◆ **About this task**: Filter the data for lines with the word "defaults", then copy every line so identified.

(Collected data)
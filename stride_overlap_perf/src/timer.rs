/*
 * Copyright (c) Meta Platforms, Inc. and affiliates.
 * All rights reserved.
 *
 * This source code is licensed under the BSD-style license found in the
 * LICENSE file in the root directory of this source tree.
 */

//! Human-readable durations.

use std::time::Duration;

use clap::ValueEnum;

/// A unit elapsed times can be reported in.
#[derive(Copy, Clone, Debug, PartialEq, Eq, ValueEnum)]
pub enum TimeUnit {
    #[value(name = "d")]
    Days,
    #[value(name = "h")]
    Hours,
    #[value(name = "min")]
    Minutes,
    #[value(name = "s")]
    Seconds,
    #[value(name = "ms")]
    Millis,
    #[value(name = "us")]
    Micros,
    #[value(name = "ns")]
    Nanos,
}

impl TimeUnit {
    const ALL: [TimeUnit; 7] = [
        TimeUnit::Days,
        TimeUnit::Hours,
        TimeUnit::Minutes,
        TimeUnit::Seconds,
        TimeUnit::Millis,
        TimeUnit::Micros,
        TimeUnit::Nanos,
    ];

    pub fn label(&self) -> &'static str {
        match self {
            TimeUnit::Days => "d",
            TimeUnit::Hours => "h",
            TimeUnit::Minutes => "min",
            TimeUnit::Seconds => "s",
            TimeUnit::Millis => "ms",
            TimeUnit::Micros => "μs",
            TimeUnit::Nanos => "ns",
        }
    }

    fn nanos(&self) -> u128 {
        match self {
            TimeUnit::Days => 86_400 * 1_000_000_000,
            TimeUnit::Hours => 3_600 * 1_000_000_000,
            TimeUnit::Minutes => 60 * 1_000_000_000,
            TimeUnit::Seconds => 1_000_000_000,
            TimeUnit::Millis => 1_000_000,
            TimeUnit::Micros => 1_000,
            TimeUnit::Nanos => 1,
        }
    }
}

/// Formats `elapsed`.
///
/// With a fixed `unit` the whole duration is expressed as a truncated
/// count of that unit (`"12 ms"`). Without one it is decomposed into
/// every non-zero unit from days down to nanoseconds
/// (`"1 s 250 ms 3 ns"`). `with_unit = false` drops the labels, which
/// is what the CSV sweeps want.
pub fn format_duration(elapsed: Duration, unit: Option<TimeUnit>, with_unit: bool) -> String {
    let render = |value: u128, unit: TimeUnit| {
        if with_unit {
            format!("{} {}", value, unit.label())
        } else {
            value.to_string()
        }
    };

    let total = elapsed.as_nanos();
    match unit {
        Some(unit) => render(total / unit.nanos(), unit),
        None => {
            let mut rest = total;
            let parts: Vec<String> = TimeUnit::ALL
                .iter()
                .filter_map(|&unit| {
                    let value = rest / unit.nanos();
                    rest %= unit.nanos();
                    (value > 0).then(|| render(value, unit))
                })
                .collect();
            if parts.is_empty() {
                render(0, TimeUnit::Nanos)
            } else {
                parts.join(" ")
            }
        }
    }
}
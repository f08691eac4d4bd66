/*
 * Copyright (c) Meta Platforms, Inc. and affiliates.
 * All rights reserved.
 *
 * This source code is licensed under the BSD-style license found in the
 * LICENSE file in the root directory of this source tree.
 */

//! Address enumeration.
//!
//! Materializes the element-start address of every element a view
//! addresses. This is the O(elements) part of overlap detection: the
//! cost is one address per element regardless of how the strides
//! relate to each other, which is what lets the detector handle
//! mixed-sign, broadcast and self-aliasing layouts uniformly.

use crate::affine::AffineMap;
use crate::error::OverlapError;
use crate::view::View;

/// Iterator over the element-start addresses of a [`View`], in
/// row-major index order (last dimension fastest).
///
/// Addresses are updated incrementally: stepping dimension `k` adds
/// `strides[k]`, and wrapping it back to zero subtracts
/// `shape[k] × strides[k]`. The iterator is only constructed after
/// [`AffineMap::address_bounds`] succeeds, so every yielded value is a
/// valid `u64`.
#[derive(Debug, Clone)]
pub struct Addresses<'a> {
    view: &'a View,
    index: Vec<usize>,
    cursor: i128,
    remaining: usize,
}

impl Iterator for Addresses<'_> {
    type Item = u64;

    fn next(&mut self) -> Option<u64> {
        if self.remaining == 0 {
            return None;
        }
        let address = self.cursor as u64;
        self.remaining -= 1;

        // Advance the odometer.
        for dim in (0..self.index.len()).rev() {
            let stride = self.view.strides()[dim] as i128;
            self.index[dim] += 1;
            self.cursor += stride;
            if self.index[dim] < self.view.shape()[dim] {
                break;
            }
            self.cursor -= stride * self.index[dim] as i128;
            self.index[dim] = 0;
        }

        Some(address)
    }

    fn size_hint(&self) -> (usize, Option<usize>) {
        (self.remaining, Some(self.remaining))
    }
}

impl ExactSizeIterator for Addresses<'_> {}

/// Lazily enumerates the addresses of `view`.
///
/// Fails with [`OverlapError::AddressOverflow`] if any element would
/// lie outside the address space.
pub fn addresses(view: &View) -> Result<Addresses<'_>, OverlapError> {
    let remaining = match view.address_bounds()? {
        Some(_) => view.num_elements(),
        None => 0,
    };
    Ok(Addresses {
        view,
        index: vec![0; view.ndim()],
        cursor: view.base_address() as i128,
        remaining,
    })
}

/// Every element-start address of `view`, one per element.
///
/// The result has exactly `Π shape` entries; duplicates produced by
/// zero or otherwise aliasing strides are kept.
pub fn enumerate(view: &View) -> Result<Vec<u64>, OverlapError> {
    Ok(addresses(view)?.collect())
}

/// Renders addresses as `0x`-prefixed hexadecimal strings.
pub fn hex(addrs: &[u64]) -> Vec<String> {
    addrs.iter().map(|addr| format!("{:#x}", addr)).collect()
}
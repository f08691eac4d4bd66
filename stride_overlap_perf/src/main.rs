/*
 * Copyright (c) Meta Platforms, Inc. and affiliates.
 * All rights reserved.
 *
 * This source code is licensed under the BSD-style license found in the
 * LICENSE file in the root directory of this source tree.
 */

//! Timing harness for `stride_overlap`.
//!
//! ```text
//! stride-overlap-perf scenarios
//! stride-overlap-perf sweep --variant n-elts --unit ms --output naive_perf_n_elts.csv
//! stride-overlap-perf check \
//!     --a '{"base_address":0,"shape":[4,3],"strides":[16,3],"item_size":1}' \
//!     --b '{"base_address":8,"shape":[2,4],"strides":[40,2],"item_size":1}'
//! ```

mod generators;
mod sweep;
mod timer;

use std::io;
use std::io::Write;
use std::path::PathBuf;

use anyhow::Context;
use anyhow::Result;
use clap::Parser;
use clap::Subcommand;
use serde::Serialize;
use stride_overlap::Membership;
use stride_overlap::OverlapOpts;
use stride_overlap::RawView;
use stride_overlap::Semantics;
use stride_overlap::View;
use stride_overlap::enumerate;
use stride_overlap::hex;
use tracing_subscriber::EnvFilter;

use crate::generators::Variant;
use crate::sweep::Sweep;
use crate::timer::TimeUnit;

#[derive(Parser, Debug)]
#[command(about = "Time and exercise strided-view overlap detection")]
struct Args {
    /// Overlap semantics; defaults to $STRIDE_OVERLAP_SEMANTICS or
    /// element_start.
    #[arg(long, global = true)]
    semantics: Option<Semantics>,

    /// Membership strategy; defaults to $STRIDE_OVERLAP_MEMBERSHIP or
    /// hash.
    #[arg(long, global = true)]
    membership: Option<Membership>,

    #[command(subcommand)]
    command: Command,
}

#[derive(Subcommand, Debug)]
enum Command {
    /// Time the fixed example scenarios.
    Scenarios {
        /// Report every scenario in this unit instead of a full
        /// breakdown.
        #[arg(long, value_enum)]
        unit: Option<TimeUnit>,
    },

    /// Time a family of generated operands and write CSV.
    Sweep {
        #[arg(long, value_enum)]
        variant: Variant,

        #[arg(long)]
        min: Option<usize>,

        #[arg(long)]
        max: Option<usize>,

        #[arg(long)]
        step: Option<usize>,

        #[arg(long, value_enum, default_value = "ms")]
        unit: TimeUnit,

        /// CSV destination. Must not exist yet.
        #[arg(short, long)]
        output: PathBuf,
    },

    /// Decide overlap for two views given as JSON.
    Check {
        #[arg(long)]
        a: String,

        #[arg(long)]
        b: String,

        /// Include the hex addresses of both views in the report.
        #[arg(long)]
        addresses: bool,
    },
}

#[derive(Serialize)]
struct CheckReport {
    overlaps: bool,
    semantics: Semantics,
    elements: (usize, usize),
    #[serde(skip_serializing_if = "Option::is_none")]
    addresses: Option<(Vec<String>, Vec<String>)>,
}

fn parse_view(arg: &str, json: &str) -> Result<View> {
    let raw: RawView =
        serde_json::from_str(json).with_context(|| format!("parsing --{} as a view", arg))?;
    View::try_from(raw).with_context(|| format!("validating --{}", arg))
}

fn check<W: Write>(a: &str, b: &str, addresses: bool, opts: &OverlapOpts, out: W) -> Result<()> {
    let a = parse_view("a", a)?;
    let b = parse_view("b", b)?;
    let (overlaps, elapsed) = sweep::time_overlap(&a, &b, opts)?;
    tracing::info!(%a, %b, overlaps, ?elapsed, "checked");

    let addresses = if addresses {
        Some((hex(&enumerate(&a)?), hex(&enumerate(&b)?)))
    } else {
        None
    };
    let report = CheckReport {
        overlaps,
        semantics: opts.semantics(),
        elements: (a.num_elements(), b.num_elements()),
        addresses,
    };
    serde_json::to_writer_pretty(out, &report)?;
    Ok(())
}

fn main() -> Result<()> {
    tracing_subscriber::fmt()
        .with_env_filter(
            EnvFilter::try_from_default_env().unwrap_or_else(|_| EnvFilter::new("info")),
        )
        .with_writer(io::stderr)
        .init();

    let args = Args::parse();

    let mut opts = OverlapOpts::from_env();
    opts.merge(&OverlapOpts {
        semantics: args.semantics,
        membership: args.membership,
    });
    tracing::debug!(?opts, "resolved options");

    let stdout = io::stdout();
    match args.command {
        Command::Scenarios { unit } => sweep::run_scenarios(&opts, unit, stdout.lock()),
        Command::Sweep {
            variant,
            min,
            max,
            step,
            unit,
            output,
        } => {
            let (default_min, default_max, default_step) = variant.default_range();
            let sweep = Sweep {
                variant,
                min: min.unwrap_or(default_min),
                max: max.unwrap_or(default_max),
                step: step.unwrap_or(default_step),
                unit,
            };
            let mut file = sweep::create_output(&output)?;
            tracing::info!(?sweep, output = %output.display(), "starting sweep");
            sweep::run_sweep(&sweep, &opts, &mut file)
        }
        Command::Check { a, b, addresses } => {
            let mut out = stdout.lock();
            check(&a, &b, addresses, &opts, &mut out)?;
            writeln!(out)?;
            Ok(())
        }
    }
}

◆ **Response to this exercise**:
    /// Overlap semantics; defaults to $STRIDE_OVERLAP_SEMANTICS or
    /// Membership strategy; defaults to $STRIDE_OVERLAP_MEMBERSHIP or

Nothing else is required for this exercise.